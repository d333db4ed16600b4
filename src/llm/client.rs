use regex::Regex;
use serde::{Deserialize, Serialize};
use std::fmt;
use std::sync::LazyLock;
use std::time::Duration;

/// Gemini REST API base (v1beta)
pub const DEFAULT_ENDPOINT: &str = "https://generativelanguage.googleapis.com/v1beta";

/// Longest pause we will honor from a server-provided retry hint
const MAX_RETRY_HINT_SECS: u64 = 60;

/// Why a single generation call failed
#[derive(Debug, thiserror::Error)]
pub enum GenerationError {
    #[error("request failed: {0}")]
    Transport(#[from] reqwest::Error),
    #[error("rate limited: {message}")]
    RateLimited {
        retry_after: Option<Duration>,
        message: String,
    },
    #[error("API error {status}: {message}")]
    Api { status: u16, message: String },
    #[error("failed to parse response: {0}")]
    Decode(String),
    #[error("no response within {}s", .0.as_secs())]
    Timeout(Duration),
    #[error("model returned an empty response")]
    EmptyResponse,
    #[error("no models configured")]
    NoModels,
}

impl GenerationError {
    /// Whether the backend asked us to slow down.
    ///
    /// Some proxies surface quota errors as plain 4xx/5xx text, so the
    /// message is checked as well as the variant.
    pub fn is_rate_limited(&self) -> bool {
        match self {
            GenerationError::RateLimited { .. } => true,
            GenerationError::Api { status, message } => {
                *status == 429 || mentions_rate_limit(message)
            }
            GenerationError::Transport(err) => mentions_rate_limit(&err.to_string()),
            _ => false,
        }
    }

    /// Server-suggested wait before trying again, if any
    pub fn retry_after(&self) -> Option<Duration> {
        match self {
            GenerationError::RateLimited { retry_after, .. } => *retry_after,
            _ => None,
        }
    }
}

fn mentions_rate_limit(text: &str) -> bool {
    let lower = text.to_lowercase();
    lower.contains("resource_exhausted")
        || lower.contains("rate limit")
        || lower.contains("too many requests")
}

/// A remote text generator addressed by model id.
///
/// Implementations return the raw generated text; fallback, sanitizing and
/// validation all happen above this seam.
#[allow(async_fn_in_trait)]
pub trait TextGenerator {
    async fn generate(&self, model: &str, prompt: &str) -> Result<String, GenerationError>;
}

/// Gemini `generateContent` client.
///
/// Holds the credential and a pooled HTTP client; nothing else is shared
/// between calls.
pub struct GeminiClient {
    http: reqwest::Client,
    api_key: String,
    endpoint: String,
    max_output_tokens: Option<u32>,
}

impl fmt::Debug for GeminiClient {
    fn fmt(&self, f: &mut fmt::Formatter<'_>) -> fmt::Result {
        f.debug_struct("GeminiClient")
            .field("endpoint", &self.endpoint)
            .field("max_output_tokens", &self.max_output_tokens)
            .finish_non_exhaustive()
    }
}

impl GeminiClient {
    pub fn new(
        api_key: impl Into<String>,
        endpoint: impl Into<String>,
        max_output_tokens: Option<u32>,
    ) -> Result<Self, GenerationError> {
        let http = reqwest::Client::builder()
            .user_agent(concat!("lintpatch/", env!("CARGO_PKG_VERSION")))
            .build()?;
        Ok(Self {
            http,
            api_key: api_key.into(),
            endpoint: endpoint.into().trim_end_matches('/').to_string(),
            max_output_tokens,
        })
    }

    fn url_for(&self, model: &str) -> String {
        format!("{}/models/{}:generateContent", self.endpoint, model)
    }
}

impl TextGenerator for GeminiClient {
    async fn generate(&self, model: &str, prompt: &str) -> Result<String, GenerationError> {
        let request = build_request(prompt, self.max_output_tokens);

        let response = self
            .http
            .post(self.url_for(model))
            .header("x-goog-api-key", &self.api_key)
            .json(&request)
            .send()
            .await?;

        let status = response.status();
        let header_hint = response
            .headers()
            .get(reqwest::header::RETRY_AFTER)
            .and_then(|v| v.to_str().ok())
            .and_then(|v| v.trim().parse::<u64>().ok())
            .map(|secs| Duration::from_secs(secs.min(MAX_RETRY_HINT_SECS)));
        let text = response.text().await?;

        if status.is_success() {
            return parse_response(&text);
        }

        Err(classify_error(status.as_u16(), &text, header_hint))
    }
}

#[derive(Serialize)]
#[serde(rename_all = "camelCase")]
struct GenerateRequest {
    contents: Vec<Content>,
    #[serde(skip_serializing_if = "Option::is_none")]
    generation_config: Option<GenerationConfig>,
}

#[derive(Serialize)]
#[serde(rename_all = "camelCase")]
struct GenerationConfig {
    max_output_tokens: u32,
}

#[derive(Serialize, Deserialize)]
struct Content {
    #[serde(default, skip_serializing_if = "Option::is_none")]
    role: Option<String>,
    #[serde(default)]
    parts: Vec<Part>,
}

#[derive(Serialize, Deserialize)]
struct Part {
    #[serde(default, skip_serializing_if = "Option::is_none")]
    text: Option<String>,
}

#[derive(Deserialize)]
struct GenerateResponse {
    #[serde(default)]
    candidates: Vec<Candidate>,
}

#[derive(Deserialize)]
struct Candidate {
    #[serde(default)]
    content: Option<Content>,
}

fn build_request(prompt: &str, max_output_tokens: Option<u32>) -> GenerateRequest {
    GenerateRequest {
        contents: vec![Content {
            role: Some("user".to_string()),
            parts: vec![Part {
                text: Some(prompt.to_string()),
            }],
        }],
        generation_config: max_output_tokens.map(|max_output_tokens| GenerationConfig {
            max_output_tokens,
        }),
    }
}

/// Concatenate the text parts of the first candidate.
///
/// A response with no candidates (e.g. blocked by safety filters) yields an
/// empty string; the caller treats that like any other empty output.
fn parse_response(body: &str) -> Result<String, GenerationError> {
    let parsed: GenerateResponse = serde_json::from_str(body).map_err(|e| {
        GenerationError::Decode(format!("{} ({})", e, crate::util::truncate(body, 200)))
    })?;

    let text = parsed
        .candidates
        .into_iter()
        .next()
        .and_then(|c| c.content)
        .map(|content| {
            content
                .parts
                .into_iter()
                .filter_map(|p| p.text)
                .collect::<String>()
        })
        .unwrap_or_default();

    Ok(text)
}

fn classify_error(status: u16, body: &str, header_hint: Option<Duration>) -> GenerationError {
    let message = serde_json::from_str::<serde_json::Value>(body)
        .ok()
        .and_then(|v| {
            v.get("error")
                .and_then(|e| e.get("message"))
                .and_then(|m| m.as_str())
                .map(String::from)
        })
        .unwrap_or_else(|| crate::util::truncate(body.trim(), 200));

    if status == 429 || mentions_rate_limit(body) {
        return GenerationError::RateLimited {
            retry_after: header_hint.or_else(|| parse_retry_delay(body)),
            message,
        };
    }

    GenerationError::Api { status, message }
}

/// Pull `"retryDelay": "17s"` out of a Gemini quota error body
static RETRY_DELAY_RE: LazyLock<Regex> = LazyLock::new(|| {
    Regex::new(r#""retryDelay"\s*:\s*"(\d+)(?:\.\d+)?s""#)
        .expect("RETRY_DELAY_RE regex should compile")
});

fn parse_retry_delay(body: &str) -> Option<Duration> {
    let secs = RETRY_DELAY_RE.captures(body)?.get(1)?.as_str().parse::<u64>().ok()?;
    Some(Duration::from_secs(secs.min(MAX_RETRY_HINT_SECS)))
}

#[cfg(test)]
mod tests {
    use super::*;

    #[test]
    fn test_request_shape() {
        let value = serde_json::to_value(build_request("fix this", Some(2048))).unwrap();
        assert_eq!(
            value,
            serde_json::json!({
                "contents": [{ "role": "user", "parts": [{ "text": "fix this" }] }],
                "generationConfig": { "maxOutputTokens": 2048 }
            })
        );

        let value = serde_json::to_value(build_request("x", None)).unwrap();
        assert!(value.get("generationConfig").is_none());
    }

    #[test]
    fn test_parse_response_joins_parts() {
        let body = r#"{"candidates":[{"content":{"role":"model","parts":[{"text":"a {"},{"text":" color: red; }"}]}}]}"#;
        assert_eq!(parse_response(body).unwrap(), "a { color: red; }");
    }

    #[test]
    fn test_parse_response_without_candidates_is_empty() {
        assert_eq!(parse_response(r#"{"promptFeedback":{}}"#).unwrap(), "");
        assert_eq!(parse_response(r#"{"candidates":[{}]}"#).unwrap(), "");
    }

    #[test]
    fn test_parse_response_rejects_garbage() {
        let err = parse_response("<html>502</html>").unwrap_err();
        assert!(matches!(err, GenerationError::Decode(_)));
    }

    #[test]
    fn test_classify_quota_error() {
        let body = r#"{"error":{"code":429,"message":"Quota exceeded","status":"RESOURCE_EXHAUSTED","details":[{"@type":"type.googleapis.com/google.rpc.RetryInfo","retryDelay":"17s"}]}}"#;
        let err = classify_error(429, body, None);
        assert!(err.is_rate_limited());
        assert_eq!(err.retry_after(), Some(Duration::from_secs(17)));
        assert!(err.to_string().contains("Quota exceeded"));
    }

    #[test]
    fn test_classify_header_hint_wins() {
        let err = classify_error(429, "slow down", Some(Duration::from_secs(3)));
        assert_eq!(err.retry_after(), Some(Duration::from_secs(3)));
    }

    #[test]
    fn test_retry_delay_is_capped() {
        assert_eq!(
            parse_retry_delay(r#"{"retryDelay": "900s"}"#),
            Some(Duration::from_secs(MAX_RETRY_HINT_SECS))
        );
        assert_eq!(parse_retry_delay("no hint"), None);
    }

    #[test]
    fn test_retry_delay_fractional_seconds_round_down() {
        let body = r#"{"details":[{"@type":"type.googleapis.com/google.rpc.RetryInfo","retryDelay": "2.75s"}]}"#;
        assert_eq!(parse_retry_delay(body), Some(Duration::from_secs(2)));
        // Same static regex on a second body
        assert_eq!(
            parse_retry_delay(r#"{"retryDelay":"9s"}"#),
            Some(Duration::from_secs(9))
        );
    }

    #[test]
    fn test_classify_server_error() {
        let err = classify_error(503, r#"{"error":{"message":"overloaded"}}"#, None);
        assert!(!err.is_rate_limited());
        assert_eq!(err.to_string(), "API error 503: overloaded");
    }

    #[test]
    fn test_rate_limit_detected_in_plain_message() {
        let err = GenerationError::Api {
            status: 403,
            message: "Rate limit reached for project".to_string(),
        };
        assert!(err.is_rate_limited());
        assert!(!GenerationError::EmptyResponse.is_rate_limited());
    }

    #[test]
    fn test_debug_hides_api_key() {
        let client = GeminiClient::new("secret-key", DEFAULT_ENDPOINT, None).unwrap();
        assert!(!format!("{:?}", client).contains("secret-key"));
        assert_eq!(
            client.url_for("gemini-2.0-flash"),
            "https://generativelanguage.googleapis.com/v1beta/models/gemini-2.0-flash:generateContent"
        );
    }
}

→ **WORK ORDER**: What is needed is an exact retyping of every line from the one containing "let err = GenerationError::Api" through the final line of the entries, and only those lines.

→ **RESPONSE TO THE EXERCISE**:
        let err = GenerationError::Api {
            status: 403,
            message: "Rate limit reached for project".to_string(),
        };
        assert!(err.is_rate_limited());
        assert!(!GenerationError::EmptyResponse.is_rate_limited());
    }

    #[test]
    fn test_debug_hides_api_key() {
        let client = GeminiClient::new("secret-key", DEFAULT_ENDPOINT, None).unwrap();
        assert!(!format!("{:?}", client).contains("secret-key"));
        assert_eq!(
            client.url_for("gemini-2.0-flash"),
            "https://generativelanguage.googleapis.com/v1beta/models/gemini-2.0-flash:generateContent"
        );
    }
}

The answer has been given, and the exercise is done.